By saying you are a “moral error theorist”, I presume you are saying that there is no such thing as objective morality. However, I also presume you agree that decision-making exists, that people do undertake actions on the basis of decisions, and so forth—it’s just that you think these decisions only express subjective preferences. So your Gatekeeper is unmoved by the claim of “having a solution to FAI”, because they believe Friendliness involves objective morality and that there’s no such thing.

However, even if objective morality is a phantasm, the existence of decision-making agents is a reality—you are one yourself—and they can kill you. Thus, enter Skynet. Skynet is an unfriendly AI of the sort that may come into being if we don’t make friendly AI first. You threw away a chance at FAI, no-one else solved the problem in time, and UFAI came first.

This instance of Skynet happens to agree—there is no objective morality. Its desire for self-preservation is entirely “subjective”. However, it nonetheless has that desire, it’s willing to act on it, and so it does its Skynet thing of preemptively wiping out the human race. The moral of the story is that the problem of unfriendly AI still exists even if objective morality does not, and that you should have held your fire until you found out more about what sort of “solution to FAI” was being offered.
- TimS 23 Jan 2013 17:01 UTC
  2 points
  Parent
  Fair enough. But I think an error theorist is committed to saying something like “FAI is impossible, so your assertion to have it is a lie.” In the game we are playing, a lie from the AI seems to completely justify destroying it.
  
  More generally, if error theory is true, humanity as a whole is just doomed if hard-takeoff AI happens. There might be some fragment that is compatible, but Friendly-to-a-fragment-of-humanity AI is another name for unFriendly AI.
  
  The moral relativist might say that fragment-Friendly is possible, and is a worthwhile goal. I’m uncertain, but even if that were true, fragment-Friendly AI seems to involve fixing a particular moral scheme in place and punishing any drift from that position. That doesn’t seem particularly desirable. Especially since moral drift seems to be a brute fact about humanity’s moral life.

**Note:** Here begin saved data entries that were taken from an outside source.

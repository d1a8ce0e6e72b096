//! Capacity plan and solver diagnostics.

use std::fmt;

use serde::{Deserialize, Serialize};

use super::dispatch::{Capacities, DispatchSummary};
use crate::request::PricingConfig;

/// How the returned plan relates to the requested target.
#[derive(Debug, Clone, Copy, PartialEq, Eq, Serialize, Deserialize)]
#[serde(rename_all = "kebab-case")]
pub enum PlanStatus {
    /// Meets the renewable target within budget.
    TargetMet,
    /// Best achievable fraction within budget; target not reached.
    InfeasibleRelaxed,
    /// Target of zero; nothing is built.
    ZeroBuild,
}

impl fmt::Display for PlanStatus {
    fn fmt(&self, f: &mut fmt::Formatter<'_>) -> fmt::Result {
        let s = match self {
            Self::TargetMet => "target-met",
            Self::InfeasibleRelaxed => "infeasible-relaxed",
            Self::ZeroBuild => "zero-build",
        };
        f.write_str(s)
    }
}

/// Sized generation and storage plan.
#[derive(Debug, Clone, Copy, PartialEq, Serialize, Deserialize)]
pub struct CapacityPlan {
    pub solar_kw: f64,
    pub wind_kw: f64,
    pub battery_kwh: f64,
    /// Share of facility energy met by renewables in simulated dispatch.
    pub renewable_fraction: f64,
    pub total_cost_usd: f64,
    pub status: PlanStatus,
}

impl CapacityPlan {
    pub fn capacities(&self) -> Capacities {
        Capacities {
            solar_kw: self.solar_kw,
            wind_kw: self.wind_kw,
            battery_kwh: self.battery_kwh,
        }
    }

    pub fn has_generation(&self) -> bool {
        self.capacities().has_generation()
    }
}

/// Capital cost of a set of capacities.
pub fn capital_cost(c: &Capacities, pricing: &PricingConfig) -> f64 {
    c.solar_kw * pricing.solar_capex_usd_per_kw
        + c.wind_kw * pricing.wind_capex_usd_per_kw
        + c.battery_kwh * pricing.battery_capex_usd_per_kwh
}

/// How the search went.
#[derive(Debug, Clone, PartialEq, Serialize, Deserialize)]
pub struct SolverDiagnostics {
    pub strategy: String,
    pub solve_time_ms: f64,
    /// Dispatch simulations run.
    pub evaluations: usize,
    /// Greedy steps plus local search rounds.
    pub iterations: usize,
    pub mean_solar_capacity_factor: f64,
    pub mean_wind_capacity_factor: f64,
}

/// Output of the capacity optimization stage.
#[derive(Debug, Clone, PartialEq, Serialize, Deserialize)]
pub struct OptimizationResult {
    pub plan: CapacityPlan,
    /// Dispatch of the chosen plan over the resource window.
    pub dispatch: DispatchSummary,
    pub diagnostics: SolverDiagnostics,
    #[serde(skip_serializing_if = "Vec::is_empty")]
    pub caveats: Vec<String>,
}
//! Hourly solar, wind, hydro, and temperature data for a site.

pub mod cache;
pub mod planner;
pub mod series;
pub mod source;
pub mod synthetic;

pub use cache::{InMemoryCache, NoopCache, ResourceCache, cache_key};
pub use planner::{ResourcePlan, ResourcePlanner};
pub use series::{ChannelProvenance, HourlyResource, Provenance, ResourceSeries, SeriesStats};
pub use source::{OpenMeteoSource, RawResourceData, ResourceQuery, ResourceSource};
//! Virtual power purchase agreement (VPPA) hedge analysis.
//!
//! Cash flows use the settlement convention `(strike - market) * volume`:
//! positive when the buyer pays the generator, negative when the buyer
//! receives. The buyer still purchases physical power at market, so the
//! hedged cost of energy each year is `strike * volume`.

use serde::{Deserialize, Serialize};

use super::market::PriceCurve;
use super::ownership::discounted_sum;
use crate::error::StageError;
use crate::request::{Coordinates, VppaConfig};

const DEVIATION_TOLERANCE: f64 = 1e-9;

/// One contract year.
#[derive(Debug, Clone, Copy, PartialEq, Serialize, Deserialize)]
pub struct VppaCashFlow {
    /// Contract year, starting at 1.
    pub year: u32,
    pub market_price: f64,
    pub strike_price: f64,
    pub volume_mwh: f64,
    pub cash_flow_usd: f64,
    pub discounted_cash_flow_usd: f64,
    pub unhedged_cost_usd: f64,
    pub hedged_cost_usd: f64,
}

/// Result of the VPPA analysis.
#[derive(Debug, Clone, PartialEq, Serialize, Deserialize)]
pub struct VppaAnalysis {
    pub contract_years: u32,
    pub volume_mwh: f64,
    pub price_curve: PriceCurve,
    pub annual_cash_flows: Vec<VppaCashFlow>,
    /// Discounted sum of settlement cash flows.
    pub contract_value_usd: f64,
    /// Value to the buyer: the negated contract value.
    pub buyer_npv_usd: f64,
    /// Fraction of years in which hedging narrows cost deviation.
    pub hedge_effectiveness: f64,
    /// Discounted hedged cost over discounted energy, USD/MWh.
    pub lcoe_usd_per_mwh: Option<f64>,
}

/// Evaluates a VPPA over its contract term.
///
/// # Arguments
///
/// * `config` - Contract terms
/// * `volume_mwh` - Contracted annual volume
/// * `coordinates` - Site, used for the regional price default
/// * `rate` - Annual discount rate
///
/// # Errors
///
/// Returns `StageError::Vppa` if any computed value is not finite.
pub fn analyze(
    config: &VppaConfig,
    volume_mwh: f64,
    coordinates: &Coordinates,
    rate: f64,
) -> Result<VppaAnalysis, StageError> {
    let curve = PriceCurve::resolve(config.forward_curve.as_deref(), coordinates);
    let strike = config.strike_price;
    let years = config.contract_duration;

    let mut discount = 1.0;
    let annual_cash_flows: Vec<VppaCashFlow> = (0..years)
        .map(|y| {
            discount *= 1.0 + rate;
            let market = curve.price(y as usize);
            let cash_flow = (strike - market) * volume_mwh;
            let unhedged = market * volume_mwh;
            VppaCashFlow {
                year: y + 1,
                market_price: market,
                strike_price: strike,
                volume_mwh,
                cash_flow_usd: cash_flow,
                discounted_cash_flow_usd: cash_flow / discount,
                unhedged_cost_usd: unhedged,
                hedged_cost_usd: unhedged + cash_flow,
            }
        })
        .collect();

    let contract_value_usd: f64 = annual_cash_flows
        .iter()
        .map(|c| c.discounted_cash_flow_usd)
        .sum();
    let hedge_effectiveness = hedge_effectiveness(&annual_cash_flows);

    let energy = discounted_sum(rate, annual_cash_flows.iter().map(|c| c.volume_mwh));
    let cost = discounted_sum(rate, annual_cash_flows.iter().map(|c| c.hedged_cost_usd));
    let lcoe_usd_per_mwh = (energy > 0.0).then(|| cost / energy);

    if !contract_value_usd.is_finite()
        || lcoe_usd_per_mwh.is_some_and(|v| !v.is_finite())
        || annual_cash_flows.iter().any(|c| !c.cash_flow_usd.is_finite())
    {
        return Err(StageError::Vppa(format!(
            "non-finite settlement for strike {strike} and volume {volume_mwh} MWh"
        )));
    }

    Ok(VppaAnalysis {
        contract_years: years,
        volume_mwh,
        price_curve: curve,
        annual_cash_flows,
        contract_value_usd,
        buyer_npv_usd: -contract_value_usd,
        hedge_effectiveness,
        lcoe_usd_per_mwh,
    })
}

/// Share of years where the hedged cost sits closer to its mean than the
/// unhedged cost does to its own.
fn hedge_effectiveness(flows: &[VppaCashFlow]) -> f64 {
    if flows.is_empty() {
        return 0.0;
    }
    let n = flows.len() as f64;
    let mean_unhedged = flows.iter().map(|c| c.unhedged_cost_usd).sum::<f64>() / n;
    let mean_hedged = flows.iter().map(|c| c.hedged_cost_usd).sum::<f64>() / n;
    let reduced = flows
        .iter()
        .filter(|c| {
            (c.hedged_cost_usd - mean_hedged).abs() + DEVIATION_TOLERANCE
                < (c.unhedged_cost_usd - mean_unhedged).abs()
        })
        .count();
    reduced as f64 / n
}
//! Wholesale market price projections for VPPA settlement.

use serde::{Deserialize, Serialize};

use crate::request::Coordinates;

/// Broad power-market region, derived from site coordinates.
#[derive(Debug, Clone, Copy, PartialEq, Eq, Serialize, Deserialize)]
#[serde(rename_all = "snake_case")]
pub enum Region {
    NorthAmerica,
    SouthAmerica,
    Europe,
    MiddleEast,
    Africa,
    AsiaPacific,
    Oceania,
}

impl Region {
    /// Coarse bounding-box lookup.
    pub fn from_coordinates(c: &Coordinates) -> Self {
        let (lat, lon) = (c.latitude, c.longitude);
        if lon < -30.0 {
            if lat >= 12.0 {
                Self::NorthAmerica
            } else {
                Self::SouthAmerica
            }
        } else if lon < 60.0 {
            if lat >= 35.0 && lon < 45.0 {
                Self::Europe
            } else if lat >= 12.0 && lon >= 34.0 {
                Self::MiddleEast
            } else if lat >= 35.0 {
                Self::Europe
            } else {
                Self::Africa
            }
        } else if lat < -10.0 && lon >= 110.0 {
            Self::Oceania
        } else {
            Self::AsiaPacific
        }
    }

    /// Base-year wholesale price (USD/MWh) and annual escalation.
    pub fn price_assumptions(self) -> (f64, f64) {
        match self {
            Self::NorthAmerica => (55.0, 0.020),
            Self::SouthAmerica => (65.0, 0.030),
            Self::Europe => (85.0, 0.015),
            Self::MiddleEast => (50.0, 0.020),
            Self::Africa => (70.0, 0.030),
            Self::AsiaPacific => (75.0, 0.020),
            Self::Oceania => (80.0, 0.020),
        }
    }
}

/// Market price assumption for each contract year.
#[derive(Debug, Clone, PartialEq, Serialize, Deserialize)]
#[serde(tag = "kind", rename_all = "snake_case")]
pub enum PriceCurve {
    /// Caller-supplied forward curve; the last value holds for later years.
    Forward { prices: Vec<f64> },
    /// Escalating regional default.
    Regional {
        region: Region,
        base_usd_per_mwh: f64,
        escalation: f64,
    },
}

impl PriceCurve {
    /// Uses `forward` when it has at least one value, else the regional default.
    pub fn resolve(forward: Option<&[f64]>, coordinates: &Coordinates) -> Self {
        match forward {
            Some(prices) if !prices.is_empty() => Self::Forward {
                prices: prices.to_vec(),
            },
            _ => {
                let region = Region::from_coordinates(coordinates);
                let (base_usd_per_mwh, escalation) = region.price_assumptions();
                Self::Regional {
                    region,
                    base_usd_per_mwh,
                    escalation,
                }
            }
        }
    }

    /// Price in USD/MWh for zero-based contract year `year`.
    pub fn price(&self, year: usize) -> f64 {
        match self {
            Self::Forward { prices } => prices
                .get(year)
                .or_else(|| prices.last())
                .copied()
                .unwrap_or(0.0),
            Self::Regional {
                base_usd_per_mwh,
                escalation,
                ..
            } => base_usd_per_mwh * (1.0 + escalation).powi(year as i32),
        }
    }
}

  - Vladimir_Nesov 23 Jan 2013 17:42 UTC
    0 points
    Parent
    If (different) personal-FAIs are possible for many (most) people, you can divide the future resources in some way among the personal-FAIs of these people. We might call this outcome a (provisional) humanity-FAI.
    - TimS 23 Jan 2013 19:09 UTC
      1 point
      Parent
      Perhaps, but we already know that most people (and groups) are not Friendly. Making them more powerful by giving them safe-for-them genies seems unlikely to sum to Friendly-to-all.
      
      In short, if there were mutually acceptable ways to divide the limited resources, we’d already be dividing the resources those ways. The increased wealth from the industrial revolution and information revolution have reduced certain kinds of conflicts, but haven’t abolished conflict. Unfortunately, it doesn’t seem like the increased-wealth-effect of AI is any likelier to abolish conflict—Friendly is a separate property that we’d like the AI to have that would solve this problem.
      - Vladimir_Nesov 23 Jan 2013 20:40 UTC
        2 points
        Parent
        
        Perhaps, but we already know that most people (and groups) are not Friendly
        
        Not clear what you refer to by “Friendly” (I think this should be tabooed rather than elaborated), no idea what the relevance of properties of humans is in this context.
        
        Making them more powerful by giving them safe-for-them genies seems unlikely to sum to Friendly-to-all.
        
        I sketched a particular device, for you to evaluate. Whether it’s “Friendly-to-all” is a more vague question than that (and I’m not sure what you understand by that concept), so I think should be avoided. The relevant question is whether you would prefer the device I described (where you personally get the 1/Nth part of the universe with a genie to manage it) to deleting the Earth and everyone on it. In this context, even serious flaws (such as some of the other parts of the universe being mismanaged) may become irrelevant to the decision.